▶ _DATA RECORDS_
-----

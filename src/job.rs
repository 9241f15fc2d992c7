//! The single-threaded cooperative scheduler: promise reaction microjobs,
//! suspendable async tasks and the `await` expression.
//!
//! An async function call creates a promise and parks a task carrying its
//! continuation: the body, the environment with bound parameters, the
//! resolve/reject handles and the ordered list of settled await results.
//! Each resumption re-executes the body from the top; awaits whose results
//! are already in the list complete instantly (without re-evaluating their
//! operand), and execution goes live again at the frontier.

use crate::{
    ast::node::{AwaitExpr, RcStatementList},
    builtins::{
        function::{self, OrdinaryFunction},
        promise::{self, PromiseState},
    },
    environment::Environment,
    exec::{Executable, Flow},
    gc::{Cell, Finalize, Gc, Trace},
    object::{JsObject, ObjectData},
    value::JsValue,
    Context, JsResult, Profiler,
};
use rustc_hash::FxHashMap;
use std::collections::VecDeque;

/// A queued microjob: promise reactions and thenable resolution steps.
pub struct NativeJob(Box<dyn FnOnce(&mut Context) -> JsResult<()>>);

impl NativeJob {
    pub(crate) fn new<F>(f: F) -> Self
    where
        F: FnOnce(&mut Context) -> JsResult<()> + 'static,
    {
        Self(Box::new(f))
    }

    pub(crate) fn call(self, context: &mut Context) -> JsResult<()> {
        (self.0)(context)
    }
}

impl std::fmt::Debug for NativeJob {
    fn fmt(&self, f: &mut std::fmt::Formatter<'_>) -> std::fmt::Result {
        f.write_str("NativeJob")
    }
}

/// A handle to a suspendable async task.
pub type TaskHandle = Gc<Cell<AsyncTask>>;

/// The saved continuation of an async function (or a module with top
/// level await).
#[derive(Debug, Trace, Finalize)]
pub struct AsyncTask {
    pub(crate) body: RcStatementList,
    /// The environment with parameters bound, retained across
    /// suspensions.
    pub(crate) environment: Environment,
    pub(crate) strict: bool,
    pub(crate) resolve: JsObject,
    pub(crate) reject: JsObject,
    pub(crate) promise: JsObject,

    /// Settled await results in completion order. `Ok` fulfills the
    /// awaiting expression, `Err` rethrows at it.
    pub(crate) results: Vec<AwaitResult>,
    /// How many results the current execution pass has consumed. While
    /// `cursor < results.len()` the pass is a replay.
    #[unsafe_ignore_trace]
    pub(crate) cursor: usize,
    /// Objects already produced by `new` expressions, keyed by
    /// (node identity, occurrence index within one pass) so replays reuse
    /// them instead of constructing twice.
    pub(crate) news: FxHashMap<(usize, u32), JsValue>,
    #[unsafe_ignore_trace]
    pub(crate) new_counts: FxHashMap<usize, u32>,
    #[unsafe_ignore_trace]
    pub(crate) done: bool,
}

/// One settled await.
#[derive(Debug, Clone, Trace, Finalize)]
pub enum AwaitResult {
    Fulfilled(JsValue),
    Rejected(JsValue),
}

impl AsyncTask {
    /// Whether the current pass is still replaying towards the frontier.
    pub(crate) fn is_replaying(&self) -> bool {
        self.cursor < self.results.len()
    }
}

/// The job and task queues of a context.
#[derive(Debug, Default)]
pub(crate) struct Scheduler {
    pub(crate) jobs: VecDeque<NativeJob>,
    pub(crate) ready_tasks: VecDeque<TaskHandle>,
}

/// `[[Call]]` of an async function: park a task, hand back its promise.
pub(crate) fn call_async_function(
    _function_object: &JsObject,
    function: &OrdinaryFunction,
    this: &JsValue,
    args: &[JsValue],
    context: &mut Context,
) -> JsResult<JsValue> {
    let _timer = Profiler::global().start_event("call_async_function", "job");

    // Parameter binding failures reject the promise rather than throwing
    // synchronously.
    let environment = match function::prepare_call_environment(
        function,
        this,
        args,
        &JsValue::undefined(),
        context,
    ) {
        Ok(environment) => environment,
        Err(Flow::Throw(error)) => {
            return promise::promise_rejected_with(error, context);
        }
        Err(flow) => return Err(flow),
    };

    let capability = promise::new_promise_capability(context)?;
    let task = Gc::new(Cell::new(AsyncTask {
        body: function.body.clone(),
        environment,
        strict: function.flags.is_strict(),
        resolve: capability.resolve.clone(),
        reject: capability.reject.clone(),
        promise: capability.promise.clone(),
        results: Vec::new(),
        cursor: 0,
        news: FxHashMap::default(),
        new_counts: FxHashMap::default(),
        done: false,
    }));

    context.scheduler_mut().ready_tasks.push_back(task);
    Ok(capability.promise.clone().into())
}

/// Spawns a task for a module body with top level await, returning the
/// promise that settles when evaluation finishes.
pub(crate) fn spawn_module_task(
    body: RcStatementList,
    environment: Environment,
    context: &mut Context,
) -> JsResult<JsObject> {
    let capability = promise::new_promise_capability(context)?;
    let task = Gc::new(Cell::new(AsyncTask {
        body,
        environment,
        strict: true,
        resolve: capability.resolve.clone(),
        reject: capability.reject.clone(),
        promise: capability.promise.clone(),
        results: Vec::new(),
        cursor: 0,
        news: FxHashMap::default(),
        new_counts: FxHashMap::default(),
        done: false,
    }));
    context.scheduler_mut().ready_tasks.push_back(task);
    Ok(capability.promise.clone())
}

/// Drains the microjob queue and resumes ready tasks until both queues are
/// empty. Resumed tasks run in the order their promises settled.
pub(crate) fn run_pending_tasks(context: &mut Context) -> JsResult<()> {
    loop {
        // Microjobs first: promise reactions fire before task turns.
        while let Some(job) = context.scheduler_mut().jobs.pop_front() {
            // A reaction job settles capabilities internally; a throw here
            // is an engine bug, not a user-visible error.
            job.call(context)?;
        }

        let task = match context.scheduler_mut().ready_tasks.pop_front() {
            Some(task) => task,
            None => break,
        };
        resume_task(&task, context)?;
    }
    Ok(())
}

/// Re-executes a task body from the top.
fn resume_task(task: &TaskHandle, context: &mut Context) -> JsResult<()> {
    let (body, environment, strict) = {
        let mut t = task.borrow_mut();
        if t.done {
            return Ok(());
        }
        t.cursor = 0;
        t.new_counts.clear();
        (t.body.clone(), t.environment.clone(), t.strict)
    };

    context.push_execution_context(environment.clone(), environment.clone(), strict);
    context.set_frame_async_task(task.clone());
    let result = (|| {
        crate::exec::hoisting::hoist_declarations(body.items(), &environment, context)?;
        crate::exec::hoisting::hoist_lexical_declarations(body.items(), &environment, context)?;
        body.run(context)
    })();
    context.pop_execution_context();

    match result {
        Err(Flow::Await) => {
            // Parked against its promise; settlement re-queues the task.
            Ok(())
        }
        Ok(_) => {
            settle_task(task, AwaitResult::Fulfilled(JsValue::undefined()), context)
        }
        Err(Flow::Return(value)) => {
            settle_task(task, AwaitResult::Fulfilled(value), context)
        }
        Err(Flow::Throw(error)) => {
            settle_task(task, AwaitResult::Rejected(error), context)
        }
        Err(flow) => Err(flow),
    }
}

fn settle_task(
    task: &TaskHandle,
    result: AwaitResult,
    context: &mut Context,
) -> JsResult<()> {
    let (resolve, reject) = {
        let mut t = task.borrow_mut();
        t.done = true;
        (t.resolve.clone(), t.reject.clone())
    };
    match result {
        AwaitResult::Fulfilled(ref value) => {
            resolve.call(&JsValue::undefined(), &[value.clone()], context)?;
        }
        AwaitResult::Rejected(ref error) => {
            reject.call(&JsValue::undefined(), &[error.clone()], context)?;
        }
    }
    Ok(())
}

/// Evaluates an `await` expression.
pub(crate) fn await_expression(node: &AwaitExpr, context: &mut Context) -> JsResult<JsValue> {
    let task = match context.async_task() {
        Some(task) => task,
        None => {
            return context
                .throw_syntax_error("await is only valid in async functions and modules")
        }
    };

    // A queued result means this await already completed in an earlier
    // pass: answer without re-evaluating the operand.
    let queued = {
        let mut t = task.borrow_mut();
        if t.cursor < t.results.len() {
            let result = t.results[t.cursor].clone();
            t.cursor += 1;
            Some(result)
        } else {
            None
        }
    };
    if let Some(result) = queued {
        return match result {
            AwaitResult::Fulfilled(ref value) => Ok(value.clone()),
            AwaitResult::Rejected(ref error) => Err(Flow::Throw(error.clone())),
        };
    }

    // The frontier: evaluate the operand for real.
    let value = node.expr().run(context)?;

    // Settled promises complete the await synchronously.
    if let Some(object) = value.as_object() {
        let state = match object.borrow().data {
            ObjectData::Promise(ref promise) => Some(promise.state().clone()),
            _ => None,
        };
        match state {
            Some(PromiseState::Fulfilled(ref fulfilled)) => {
                let mut t = task.borrow_mut();
                t.results.push(AwaitResult::Fulfilled(fulfilled.clone()));
                t.cursor += 1;
                return Ok(fulfilled.clone());
            }
            Some(PromiseState::Rejected(ref rejected)) => {
                let mut t = task.borrow_mut();
                t.results.push(AwaitResult::Rejected(rejected.clone()));
                t.cursor += 1;
                return Err(Flow::Throw(rejected.clone()));
            }
            Some(PromiseState::Pending) => {
                promise::add_task_waiter(object, &task, context);
                return Err(Flow::Await);
            }
            None => {}
        }
    }

    // Thenables are adopted through a fresh promise; everything else
    // behaves like an already fulfilled await.
    if promise::is_thenable(&value, context)? {
        let adopted = promise::promise_resolve_value(value, context)?;
        promise::add_task_waiter(&adopted, &task, context);
        return Err(Flow::Await);
    }

    let mut t = task.borrow_mut();
    t.results.push(AwaitResult::Fulfilled(value.clone()));
    t.cursor += 1;
    Ok(value)
}

/// Pushes a settled await result and marks the task ready to resume.
/// Called by promise settlement.
pub(crate) fn resume_task_with(task: &TaskHandle, result: AwaitResult, context: &mut Context) {
    task.borrow_mut().results.push(result);
    context.scheduler_mut().ready_tasks.push_back(task.clone());
}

-----

▶ _ASSIGNMENT_
Filter the entries down to the lines that hold "suspendable". Copy those lines.

▶ _RESPONSE_
//! suspendable async tasks and the `await` expression.
/// A handle to a suspendable async task.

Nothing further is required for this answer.